[RECORDS SUPPLIED — start]
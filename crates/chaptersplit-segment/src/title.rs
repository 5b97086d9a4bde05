use once_cell::sync::Lazy;
use regex::Regex;

/// Longest label produced, in characters.
pub const MAX_LABEL_CHARS: usize = 120;

/// How a heading is turned into a label.
#[derive(Debug, Clone, Copy, PartialEq, Eq, Default)]
pub enum TitleMode {
    /// Machine-safe key: runs of non-word characters become one `_`.
    Condensed,
    /// Human-legible file name: only characters illegal in file names are
    /// removed; spacing is kept.
    #[default]
    Filename,
}

impl std::str::FromStr for TitleMode {
    type Err = String;

    fn from_str(s: &str) -> Result<Self, Self::Err> {
        match s.to_ascii_lowercase().as_str() {
            "condensed" => Ok(Self::Condensed),
            "filename" => Ok(Self::Filename),
            other => Err(format!(
                "unknown title mode '{other}' (expected 'condensed' or 'filename')"
            )),
        }
    }
}

/// Normalize a raw heading. The result may be empty.
pub fn normalize_title(raw: &str, mode: TitleMode) -> String {
    match mode {
        TitleMode::Condensed => condense(raw),
        TitleMode::Filename => filename_safe(raw),
    }
}

fn condense(raw: &str) -> String {
    static NON_WORD: Lazy<Regex> = Lazy::new(|| Regex::new(r"\W+").unwrap());

    let replaced = NON_WORD.replace_all(raw.trim(), "_");
    let trimmed = replaced.trim_matches('_');
    truncate(trimmed).trim_end_matches('_').to_string()
}

fn filename_safe(raw: &str) -> String {
    let stripped: String = raw
        .trim()
        .chars()
        .filter(|c| !matches!(c, '\\' | '/' | '*' | '?' | ':' | '"' | '<' | '>' | '|'))
        .filter(|c| !c.is_control())
        .collect();
    let is_edge = |c: char| c.is_whitespace() || c == '.';
    let trimmed = stripped.trim_matches(is_edge);
    truncate(trimmed).trim_end_matches(is_edge).to_string()
}

fn truncate(s: &str) -> &str {
    match s.char_indices().nth(MAX_LABEL_CHARS) {
        Some((idx, _)) => &s[..idx],
        None => s,
    }
}

/// Label for a span: its heading if it has one, else the first non-blank
/// line of its text, normalized per `mode`. Falls back to `{prefix}_{seq}`
/// when nothing usable remains.
pub fn resolve_label(
    heading: Option<&str>,
    text: &str,
    seq: usize,
    mode: TitleMode,
    prefix: &str,
) -> String {
    let source = heading
        .filter(|h| !h.trim().is_empty())
        .or_else(|| text.lines().find(|line| !line.trim().is_empty()))
        .unwrap_or("");

    let label = normalize_title(source, mode);
    if label.is_empty() {
        format!("{prefix}_{seq}")
    } else {
        label
    }
}

#[cfg(test)]
mod tests {
    use super::*;

    #[test]
    fn test_condensed_domain_heading() {
        assert_eq!(
            normalize_title("Domain 1: Cloud Computing, Concepts", TitleMode::Condensed),
            "Domain_1_Cloud_Computing_Concepts"
        );
    }

    #[test]
    fn test_condensed_trims_edges() {
        assert_eq!(
            normalize_title("  --Intro!!  ", TitleMode::Condensed),
            "Intro"
        );
    }

    #[test]
    fn test_condensed_idempotent() {
        let long = "long heading ".repeat(30);
        let samples = [
            "Domain 1: Cloud Computing, Concepts",
            "a_ b",
            "__x__",
            "Ünïcode — naïve: café",
            "   ",
            "1.2.3 (Appendix) / notes?",
            long.as_str(),
        ];
        for s in samples {
            let once = normalize_title(s, TitleMode::Condensed);
            let twice = normalize_title(&once, TitleMode::Condensed);
            assert_eq!(once, twice, "not idempotent for {s:?}");
        }
    }

    #[test]
    fn test_filename_keeps_spacing() {
        assert_eq!(
            normalize_title("Domain 2: Governance & Risk / Audit?", TitleMode::Filename),
            "Domain 2 Governance & Risk  Audit"
        );
    }

    #[test]
    fn test_filename_strips_dots_and_controls() {
        assert_eq!(normalize_title("..\t", TitleMode::Filename), "");
        assert_eq!(normalize_title("Part\u{7}1.", TitleMode::Filename), "Part1");
    }

    #[test]
    fn test_filename_idempotent() {
        let long = "word ".repeat(40);
        for s in ["a: b", " .hidden. ", "x|y|z", long.as_str()] {
            let once = normalize_title(s, TitleMode::Filename);
            assert_eq!(normalize_title(&once, TitleMode::Filename), once);
        }
    }

    #[test]
    fn test_labels_capped() {
        let long = "x".repeat(500);
        assert_eq!(
            normalize_title(&long, TitleMode::Condensed).chars().count(),
            MAX_LABEL_CHARS
        );
        assert_eq!(
            normalize_title(&long, TitleMode::Filename).chars().count(),
            MAX_LABEL_CHARS
        );
    }

    #[test]
    fn test_resolve_prefers_heading() {
        let label = resolve_label(
            Some("Domain 3: Security"),
            "Domain 3: Security\nbody",
            3,
            TitleMode::Condensed,
            "chapter",
        );
        assert_eq!(label, "Domain_3_Security");
    }

    #[test]
    fn test_resolve_first_non_blank_line() {
        let label = resolve_label(
            None,
            "\n   \npreamble text\nmore",
            1,
            TitleMode::Filename,
            "subchapter",
        );
        assert_eq!(label, "preamble text");
    }

    #[test]
    fn test_resolve_positional_fallback() {
        assert_eq!(
            resolve_label(Some("???"), "", 4, TitleMode::Condensed, "subchapter"),
            "subchapter_4"
        );
        assert_eq!(
            resolve_label(None, "  \n", 2, TitleMode::Filename, "subchapter"),
            "subchapter_2"
        );
    }

    #[test]
    fn test_title_mode_from_str() {
        assert_eq!("Condensed".parse::<TitleMode>(), Ok(TitleMode::Condensed));
        assert_eq!("filename".parse::<TitleMode>(), Ok(TitleMode::Filename));
        assert!("other".parse::<TitleMode>().is_err());
    }
}
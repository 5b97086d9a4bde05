use std::sync::Arc;
use std::sync::mpsc::{self, RecvTimeoutError};
use std::time::Duration;

use image::{DynamicImage, GrayImage};

use chaptersplit_core::{Degradation, Document, PageRef, RecognitionError, Recognizer};

/// Gray level above which a pixel is treated as background.
pub const OCR_THRESHOLD: u8 = 150;

/// Default bound on a single page's recognition.
pub const DEFAULT_OCR_TIMEOUT: Duration = Duration::from_secs(60);

/// Where a page's text came from.
#[derive(Debug, Clone, Copy, PartialEq, Eq)]
pub enum TextSource {
    Native,
    Recognized,
    Empty,
}

/// Text of one page plus how it was obtained.
#[derive(Debug, Clone)]
pub struct PageText {
    pub text: String,
    pub source: TextSource,
    pub degradation: Option<Degradation>,
}

impl PageText {
    fn empty(page: usize, reason: impl Into<String>) -> Self {
        Self {
            text: String::new(),
            source: TextSource::Empty,
            degradation: Some(Degradation::PageExtraction {
                page,
                reason: reason.into(),
            }),
        }
    }
}

/// Per-page text extraction with an optical recognition fallback.
///
/// Never fails: a page that cannot be read in any way contributes an empty
/// string and a [`Degradation`].
pub struct PageTextExtractor {
    footer_margin: f32,
    recognizer: Option<Arc<dyn Recognizer>>,
    ocr_timeout: Duration,
}

impl PageTextExtractor {
    pub fn new(footer_margin: f32) -> Self {
        Self {
            footer_margin,
            recognizer: None,
            ocr_timeout: DEFAULT_OCR_TIMEOUT,
        }
    }

    /// Enable the recognition fallback for pages without a text layer.
    pub fn with_recognizer(mut self, recognizer: Arc<dyn Recognizer>) -> Self {
        self.recognizer = Some(recognizer);
        self
    }

    pub fn with_ocr_timeout(mut self, timeout: Duration) -> Self {
        self.ocr_timeout = timeout;
        self
    }

    /// Text of page `index`.
    pub fn extract_page(&self, doc: &dyn Document, index: usize) -> PageText {
        match doc.page(index) {
            Ok(page) => self.extract(doc, &page),
            Err(e) => {
                tracing::warn!(page = index, error = %e, "cannot load page");
                PageText::empty(index, format!("page load failed: {e}"))
            }
        }
    }

    pub fn extract(&self, doc: &dyn Document, page: &PageRef) -> PageText {
        let clip = page.footer_clip(self.footer_margin);
        match doc.extract_text(page, clip) {
            Ok(text) if !text.trim().is_empty() => {
                return PageText {
                    text: expand_ligatures(&text),
                    source: TextSource::Native,
                    degradation: None,
                };
            }
            Ok(_) => {}
            Err(e) => {
                tracing::warn!(page = page.index, error = %e, "native text extraction failed");
            }
        }

        let Some(recognizer) = &self.recognizer else {
            tracing::warn!(page = page.index, "no text layer and recognition disabled");
            return PageText::empty(page.index, "no text layer; recognition disabled");
        };

        match self.recognize_page(doc, page, Arc::clone(recognizer)) {
            Ok(text) if !text.is_empty() => {
                tracing::info!(page = page.index, chars = text.len(), "page recovered by OCR");
                PageText {
                    text,
                    source: TextSource::Recognized,
                    degradation: Some(Degradation::PageExtraction {
                        page: page.index,
                        reason: "text recovered by optical recognition".into(),
                    }),
                }
            }
            Ok(_) => {
                tracing::warn!(page = page.index, "OCR found no text");
                PageText::empty(page.index, "no text layer; recognition found no text")
            }
            Err(e) => {
                tracing::warn!(page = page.index, error = %e, "OCR failed");
                PageText::empty(page.index, format!("recognition failed: {e}"))
            }
        }
    }

    fn recognize_page(
        &self,
        doc: &dyn Document,
        page: &PageRef,
        recognizer: Arc<dyn Recognizer>,
    ) -> Result<String, RecognitionError> {
        let raster = doc
            .rasterize(page)
            .map_err(|e| RecognitionError::Failed(e.to_string()))?;
        let image = binarize(&raster, OCR_THRESHOLD);
        let text = recognize_with_timeout(recognizer, image, self.ocr_timeout)?;
        Ok(text.trim().to_string())
    }
}

/// Grayscale then fixed binary threshold: pixels brighter than `threshold`
/// become white, all others black.
pub fn binarize(image: &DynamicImage, threshold: u8) -> GrayImage {
    let mut gray = image.to_luma8();
    for pixel in gray.pixels_mut() {
        pixel.0[0] = if pixel.0[0] > threshold { 255 } else { 0 };
    }
    gray
}

/// Run recognition on a helper thread and give up after `timeout`.
///
/// A timed-out recognizer keeps running detached; its result is discarded.
fn recognize_with_timeout(
    recognizer: Arc<dyn Recognizer>,
    image: GrayImage,
    timeout: Duration,
) -> Result<String, RecognitionError> {
    let (tx, rx) = mpsc::channel();
    std::thread::Builder::new()
        .name("ocr-page".into())
        .spawn(move || {
            let _ = tx.send(recognizer.recognize(&image));
        })
        .map_err(|e| RecognitionError::Failed(format!("cannot spawn OCR thread: {e}")))?;

    match rx.recv_timeout(timeout) {
        Ok(result) => result,
        Err(RecvTimeoutError::Timeout) => Err(RecognitionError::Timeout(timeout)),
        Err(RecvTimeoutError::Disconnected) => {
            Err(RecognitionError::Failed("recognizer panicked".into()))
        }
    }
}

/// Expand common typographic ligatures found in PDFs.
pub fn expand_ligatures(text: &str) -> String {
    text.replace('\u{FB00}', "ff")
        .replace('\u{FB01}', "fi")
        .replace('\u{FB02}', "fl")
        .replace('\u{FB03}', "ffi")
        .replace('\u{FB04}', "ffl")
        .replace(['\u{FB05}', '\u{FB06}'], "st")
}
[RECORDS SUPPLIED — finish]
=== TASK TO COMPLETE ===
Which lines in the listing have the string "Recognized"? Pick them out and copy them.

=== COMPLETED EXERCISE ===
    Recognized,
                    source: TextSource::Recognized,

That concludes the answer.